Based on the logistics of service available for you I’d like to recommend the following:-
1- Developing an IV manual listing the standard dilutions that should be used to be familiar among the prescribing physician, pharmacy and nursing staff.
2- Priority for preparation in the pharmacy during the working hours to be for medium and high risk preparations as well as supplying the daily doses of all IV preparations.
3- Perform a hospital wide in-service training for the nurses regarding:-
A) Levels of risks associated with CSPs and those allowed to be prepared on site.
B) Proper use of ASEPTIC TECHNIQUE for preparing low risk CSPs on site in a dedicated area to do so.
C) Stress on the use of standard dilutions recommended by pharmacy so that the practice would be unified.
4- Use of premixes for medication with long refrigerator BUDs can save you a lot of effort, time and risk. This can be instituted for many commonly used antibiotics.
5- Proper recycling of the unused preparations.
In other words, that’s to utilize nursing staff to work with the same pharmacy standards so that it would be easy for you when you transfer to a full pharmacy lead IV service.
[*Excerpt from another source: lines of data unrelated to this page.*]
// Copyright (C) 2023 setzer22 and contributors
//
// This Source Code Form is subject to the terms of the Mozilla Public
// License, v. 2.0. If a copy of the MPL was not distributed with this
// file, You can obtain one at https://mozilla.org/MPL/2.0/.

use tessera_engine::mesh::halfedge::edit_ops::{
    collapse_edge, delaunay_pass, flip_edge, is_rejection, smooth_pass, split_edge,
};
use tessera_engine::mesh::halfedge::validation::validate_topology;
use tessera_engine::prelude::*;

fn octahedron() -> MeshConnectivity {
    let positions = [
        Vec3::new(1.0, 0.0, 0.0),
        Vec3::new(-1.0, 0.0, 0.0),
        Vec3::new(0.0, 1.0, 0.0),
        Vec3::new(0.0, -1.0, 0.0),
        Vec3::new(0.0, 0.0, 1.0),
        Vec3::new(0.0, 0.0, -1.0),
    ];
    let indices = [
        4, 0, 2, 4, 2, 1, 4, 1, 3, 4, 3, 0, //
        5, 2, 0, 5, 1, 2, 5, 3, 1, 5, 0, 3,
    ];
    MeshConnectivity::from_buffers(&positions, &indices).unwrap()
}

fn grid(nx: usize, ny: usize) -> MeshConnectivity {
    let mut positions = Vec::new();
    for y in 0..=ny {
        for x in 0..=nx {
            positions.push(Vec3::new(x as f32, y as f32, 0.0));
        }
    }
    let stride = (nx + 1) as u32;
    let mut indices = Vec::new();
    for y in 0..ny as u32 {
        for x in 0..nx as u32 {
            let i = y * stride + x;
            indices.extend([i, i + 1, i + stride + 1]);
            indices.extend([i, i + stride + 1, i + stride]);
        }
    }
    MeshConnectivity::from_buffers(&positions, &indices).unwrap()
}

fn euler(mesh: &MeshConnectivity) -> i64 {
    mesh.num_vertices() as i64 - mesh.num_edges() as i64 + mesh.num_faces() as i64
}

/// Checks the §8-style structural assertions directly, on top of the
/// validator: next/prev closure, twin mutuality, edge membership.
fn assert_structure(mesh: &MeshConnectivity) {
    let report = validate_topology(mesh);
    assert!(report.is_valid(), "validator errors: {:?}", report.errors);

    for (h, halfedge) in mesh.iter_halfedges() {
        let next = halfedge.next().unwrap();
        let prev = halfedge.prev().unwrap();
        assert_eq!(mesh[next].prev(), Some(h));
        assert_eq!(mesh[prev].next(), Some(h));
        if let Some(twin) = halfedge.twin() {
            assert_eq!(mesh[twin].twin(), Some(h));
        }
        let e = halfedge.edge().unwrap();
        assert!(mesh[e].halfedges().contains(&h));
    }

    for (f, face) in mesh.iter_faces() {
        let h0 = face.halfedge().unwrap();
        let h3 = mesh.at_halfedge(h0).next().next().next().end();
        assert_eq!(h3, h0);
        for h in mesh.face_halfedges(f) {
            assert_eq!(mesh[h].face(), Some(f));
        }
    }
}

#[test]
fn splitting_every_edge_of_a_closed_mesh_keeps_euler() {
    let mut mesh = octahedron();
    let chi = euler(&mesh);

    let edges: Vec<EdgeId> = mesh.iter_edges().map(|(e, _)| e).collect();
    for e in edges {
        if mesh.edge(e).is_none() {
            continue;
        }
        split_edge(&mut mesh, e, 0.5).unwrap();
        assert_structure(&mesh);
    }

    // Interior splits preserve the Euler characteristic
    assert_eq!(euler(&mesh), chi);
    // Closed surface stays closed
    assert_eq!(mesh.stats().boundary_edges, 0);
}

#[test]
fn collapse_undoes_a_split_euler_wise() {
    let mut mesh = grid(3, 3);
    let (v0, e0, f0) = (mesh.num_vertices(), mesh.num_edges(), mesh.num_faces());

    // Split an interior manifold edge, then collapse one of the halves
    let interior = mesh
        .iter_edges()
        .find(|(_, e)| e.kind() == EdgeKind::Manifold)
        .map(|(id, _)| id)
        .unwrap();
    let x = split_edge(&mut mesh, interior, 0.5).unwrap();
    assert_eq!(mesh.num_vertices(), v0 + 1);
    assert_eq!(mesh.num_edges(), e0 + 3);
    assert_eq!(mesh.num_faces(), f0 + 2);

    let half = mesh.incident_edges(x)[0];
    collapse_edge(&mut mesh, half).unwrap();
    assert_eq!(mesh.num_vertices(), v0);
    assert_eq!(mesh.num_edges(), e0);
    assert_eq!(mesh.num_faces(), f0);
    assert_structure(&mesh);
}

#[test]
fn flipping_twice_restores_the_counts() {
    let mut mesh = grid(2, 2);
    let chi = euler(&mesh);

    let flippable: Vec<EdgeId> = mesh
        .iter_edges()
        .filter(|(_, e)| e.kind() == EdgeKind::Manifold)
        .map(|(e, _)| e)
        .collect();

    let mut flipped = 0;
    for e in flippable {
        match flip_edge(&mut mesh, e) {
            Ok(()) => {
                flipped += 1;
                assert_structure(&mesh);
                assert_eq!(euler(&mesh), chi);
                // Flip back
                flip_edge(&mut mesh, e).unwrap();
                assert_structure(&mesh);
            }
            Err(err) => assert!(is_rejection(&err)),
        }
    }
    assert!(flipped > 0);
}

#[test]
fn delaunay_then_smooth_preserves_structure() {
    let mut mesh = grid(4, 2);
    delaunay_pass(&mut mesh).unwrap();
    assert_structure(&mesh);

    let skeleton = Skeleton::build(&mesh);
    for _ in 0..3 {
        smooth_pass(&mut mesh, &skeleton, 0.5);
        assert_structure(&mesh);
    }

    // Positions stay finite and in the plane
    for (_, vertex) in mesh.iter_vertices() {
        assert!(vertex.position.is_finite());
        assert!(vertex.position.z.abs() < 1e-6);
    }
}

#[test]
fn classification_is_stable_across_rebuilds() {
    let mut mesh = grid(3, 2);
    let kinds: Vec<VertexKind> = mesh.iter_vertices().map(|(_, v)| v.kind()).collect();
    mesh.classify_all();
    let again: Vec<VertexKind> = mesh.iter_vertices().map(|(_, v)| v.kind()).collect();
    assert_eq!(kinds, again);

    let skeleton_a = Skeleton::build(&mesh);
    let skeleton_b = Skeleton::build(&mesh);
    assert_eq!(skeleton_a.segments().len(), skeleton_b.segments().len());
}
// Copyright (C) 2023 setzer22 and contributors
//
// This Source Code Form is subject to the terms of the Mozilla Public
// License, v. 2.0. If a copy of the MPL was not distributed with this
// file, You can obtain one at https://mozilla.org/MPL/2.0/.

/// Small-vector aliases and iterator / slice extension traits
pub mod utils;

/// Ordered floating point wrappers and interpolation helpers
pub mod math;

/// The triangle geometric kernel: areas, normals, quality, projections
pub mod geometry;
On the other side, you have to perform continuous quality checks that includes, but not limited to:-
1- IV order load outside the working hours.
2- Items that are commonly ordered out of working hours to be prepared as premixes, as possible.
3- Monitor any reported infections due to failure to follow standard aseptic technique.
4- Monitor the compliance with standard aseptic technique by nursing staff.
5- Reported error rate associated with preparation outside the pharmacy.
6- Wastage due to discontinued orders.
You can combine the above data in a way that will give you an insight about the efficiency of the service and a measure to convince your management about the importance of utilizing a 24 hrs service if it appeared to be more cost efficient.